Señor Jesús: el momento de tu ascensión al cielo fue muy solemne. Te estabas despidiendo de tus discípulos porque volvías al Padre, aunque al mismo tiempo les dijiste que estarías con ellos (con nosotros) hasta el fin del mundo.

Les confirmaste la misión que tenían encomendada, de ir por todo el mundo a predicar el Evangelio.

Les aseguraste que tienes todo el poder, para que se sintieran seguros, fuertes, confiados, en que no les iba a faltar tu asistencia para superar las dificultades.

Les prometiste también la asistencia del Espíritu Santo, para que les enseñara todas las cosas.

Ya no ibas a estar con ellos del mismo modo. Era normal que eso les causara tristeza, pero debían alegrarse mucho por ti, porque te vieron sufrir mucho y padecer en la cruz, y ahora recibes la gloria que te pertenece.

Habías cumplido tu misión, y eso era causa de mucha alegría. Pero todavía había que esperar al Espíritu Santo, para recibir sus dones y sus gracias, necesarias para que ellos (nosotros) cumplieran su misión.
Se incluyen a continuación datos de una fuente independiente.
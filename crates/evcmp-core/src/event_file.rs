//! On-disk event files: encoding detection, decoding and encoding.
//!
//! An event file is a single object:
//!
//! ```json
//! { "format_version": "1.0", "events": [ { "muons": { "type": "collection", "records": [] } } ] }
//! ```
//!
//! Three encodings are accepted, detected from the leading bytes:
//! 1. zstd magic (`0x28 0xB5 0x2F 0xFD`): decompress, then detect again.
//! 2. CBOR self-describing tag 55799 (`0xD9 0xD9 0xF7`): CBOR via `cbor4ii`.
//! 3. First non-whitespace byte `{`: JSON via `serde_json`.
use serde::{Deserialize, Serialize};

use crate::store::Event;

/// Format version written by [`EventFile::new`].
pub const FORMAT_VERSION: &str = "1.0";

const ZSTD_MAGIC: [u8; 4] = [0x28, 0xB5, 0x2F, 0xFD];
const CBOR_TAG: [u8; 3] = [0xD9, 0xD9, 0xF7];
const JSON_OPEN_BRACE: u8 = 0x7B;
const JSON_WHITESPACE: [u8; 4] = [0x09, 0x0A, 0x0D, 0x20];

// ---------------------------------------------------------------------------
// EventFile
// ---------------------------------------------------------------------------

/// The decoded contents of one event file.
#[derive(Debug, Clone, PartialEq, Serialize, Deserialize)]
pub struct EventFile {
    pub format_version: String,
    pub events: Vec<Event>,
}

impl EventFile {
    pub fn new(events: Vec<Event>) -> Self {
        Self {
            format_version: FORMAT_VERSION.to_owned(),
            events,
        }
    }
}

// ---------------------------------------------------------------------------
// Encoding
// ---------------------------------------------------------------------------

/// Serialization encoding of an event file.
#[derive(Debug, Clone, Copy, PartialEq, Eq)]
pub enum Encoding {
    Json,
    Cbor,
    Zstd,
}

impl std::fmt::Display for Encoding {
    fn fmt(&self, f: &mut std::fmt::Formatter<'_>) -> std::fmt::Result {
        match self {
            Self::Json => f.write_str("json"),
            Self::Cbor => f.write_str("cbor"),
            Self::Zstd => f.write_str("zstd"),
        }
    }
}

/// Detects the encoding of an event file from its initial bytes.
pub fn detect_encoding(bytes: &[u8]) -> Result<Encoding, EventFileError> {
    if bytes.starts_with(&ZSTD_MAGIC) {
        return Ok(Encoding::Zstd);
    }
    if bytes.starts_with(&CBOR_TAG) {
        return Ok(Encoding::Cbor);
    }
    match bytes.iter().find(|&&b| !JSON_WHITESPACE.contains(&b)) {
        Some(&JSON_OPEN_BRACE) => Ok(Encoding::Json),
        Some(_) | None => Err(EventFileError::UnrecognizedEncoding {
            first_bytes: bytes.iter().copied().take(4).collect(),
        }),
    }
}

// ---------------------------------------------------------------------------
// Errors
// ---------------------------------------------------------------------------

/// Errors produced while decoding or encoding an event file.
#[derive(Debug)]
pub enum EventFileError {
    /// The leading bytes match no known encoding.
    UnrecognizedEncoding {
        /// Up to four leading bytes.
        first_bytes: Vec<u8>,
    },
    /// The JSON payload is malformed or does not match the event schema.
    Json(serde_json::Error),
    /// The CBOR payload is malformed or does not match the event schema.
    Cbor(String),
    /// zstd decompression failed, or the payload was compressed twice.
    Compression(String),
    /// The payload was compressed but this build has no zstd support.
    CompressionUnsupported,
    /// The file declares a format major version this crate cannot read.
    UnsupportedVersion(String),
    /// Encoding a file failed.
    Encode(String),
}

impl std::fmt::Display for EventFileError {
    fn fmt(&self, f: &mut std::fmt::Formatter<'_>) -> std::fmt::Result {
        match self {
            Self::UnrecognizedEncoding { first_bytes } => write!(
                f,
                "unrecognized encoding: first bytes are {first_bytes:02X?}"
            ),
            Self::Json(e) => write!(f, "invalid JSON event file: {e}"),
            Self::Cbor(msg) => write!(f, "invalid CBOR event file: {msg}"),
            Self::Compression(msg) => write!(f, "zstd error: {msg}"),
            Self::CompressionUnsupported => {
                f.write_str("zstd-compressed input but compression support is disabled")
            }
            Self::UnsupportedVersion(v) => write!(f, "unsupported format_version {v:?}"),
            Self::Encode(msg) => write!(f, "encode error: {msg}"),
        }
    }
}

impl std::error::Error for EventFileError {
    fn source(&self) -> Option<&(dyn std::error::Error + 'static)> {
        match self {
            Self::Json(e) => Some(e),
            Self::UnrecognizedEncoding { .. }
            | Self::Cbor(_)
            | Self::Compression(_)
            | Self::CompressionUnsupported
            | Self::UnsupportedVersion(_)
            | Self::Encode(_) => None,
        }
    }
}

// ---------------------------------------------------------------------------
// Decoding
// ---------------------------------------------------------------------------

/// Decodes an event file in any supported encoding.
pub fn parse_event_file(bytes: &[u8]) -> Result<EventFile, EventFileError> {
    let file = match detect_encoding(bytes)? {
        Encoding::Json => decode_json(bytes)?,
        Encoding::Cbor => decode_cbor(bytes)?,
        Encoding::Zstd => {
            let inner = decompress(bytes)?;
            match detect_encoding(&inner)? {
                Encoding::Json => decode_json(&inner)?,
                Encoding::Cbor => decode_cbor(&inner)?,
                Encoding::Zstd => {
                    return Err(EventFileError::Compression(
                        "nested zstd frames are not supported".to_owned(),
                    ));
                }
            }
        }
    };
    check_version(&file.format_version)?;
    Ok(file)
}

fn check_version(version: &str) -> Result<(), EventFileError> {
    let major = version.split('.').next().unwrap_or_default();
    if major == "1" {
        Ok(())
    } else {
        Err(EventFileError::UnsupportedVersion(version.to_owned()))
    }
}

fn decode_json(bytes: &[u8]) -> Result<EventFile, EventFileError> {
    serde_json::from_slice(bytes).map_err(EventFileError::Json)
}

fn decode_cbor(bytes: &[u8]) -> Result<EventFile, EventFileError> {
    let payload = bytes.strip_prefix(&CBOR_TAG).unwrap_or(bytes);
    cbor4ii::serde::from_slice(payload).map_err(|e| EventFileError::Cbor(e.to_string()))
}

#[cfg(feature = "compression")]
fn decompress(bytes: &[u8]) -> Result<Vec<u8>, EventFileError> {
    zstd::decode_all(bytes).map_err(|e| EventFileError::Compression(e.to_string()))
}

#[cfg(not(feature = "compression"))]
fn decompress(_bytes: &[u8]) -> Result<Vec<u8>, EventFileError> {
    Err(EventFileError::CompressionUnsupported)
}

// ---------------------------------------------------------------------------
// Encoding
// ---------------------------------------------------------------------------

/// Encodes `file` as compact JSON.
pub fn encode_json(file: &EventFile) -> Result<Vec<u8>, EventFileError> {
    serde_json::to_vec(file).map_err(|e| EventFileError::Encode(e.to_string()))
}

/// Encodes `file` as CBOR with the self-describing tag prepended.
pub fn encode_cbor(file: &EventFile) -> Result<Vec<u8>, EventFileError> {
    let buf = CBOR_TAG.to_vec();
    cbor4ii::serde::to_vec(buf, file).map_err(|e| EventFileError::Encode(e.to_string()))
}

/// Compresses an already-encoded payload with zstd.
#[cfg(feature = "compression")]
pub fn compress(bytes: &[u8]) -> Result<Vec<u8>, EventFileError> {
    zstd::encode_all(bytes, 3).map_err(|e| EventFileError::Compression(e.to_string()))
}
La fiesta de la Ascensión es para mí un llamado para cumplir bien con mi misión apostólica. Y me alegra celebrarla, porque también es una confirmación de que no me faltará la ayuda de Dios para cumplirla.

El cielo está empeñado en que todos los hombres se salven, y Dios cuenta conmigo ahora para llevar a todos tu obra salvadora.

Jesús: ¿cómo puedo tener la seguridad de una fe fuerte todo el tiempo, para cumplir con mi misión apostólica?

Permítenos a nosotros, sacerdotes, entrar en tu Corazón, y concédenos la gracia de escucharte.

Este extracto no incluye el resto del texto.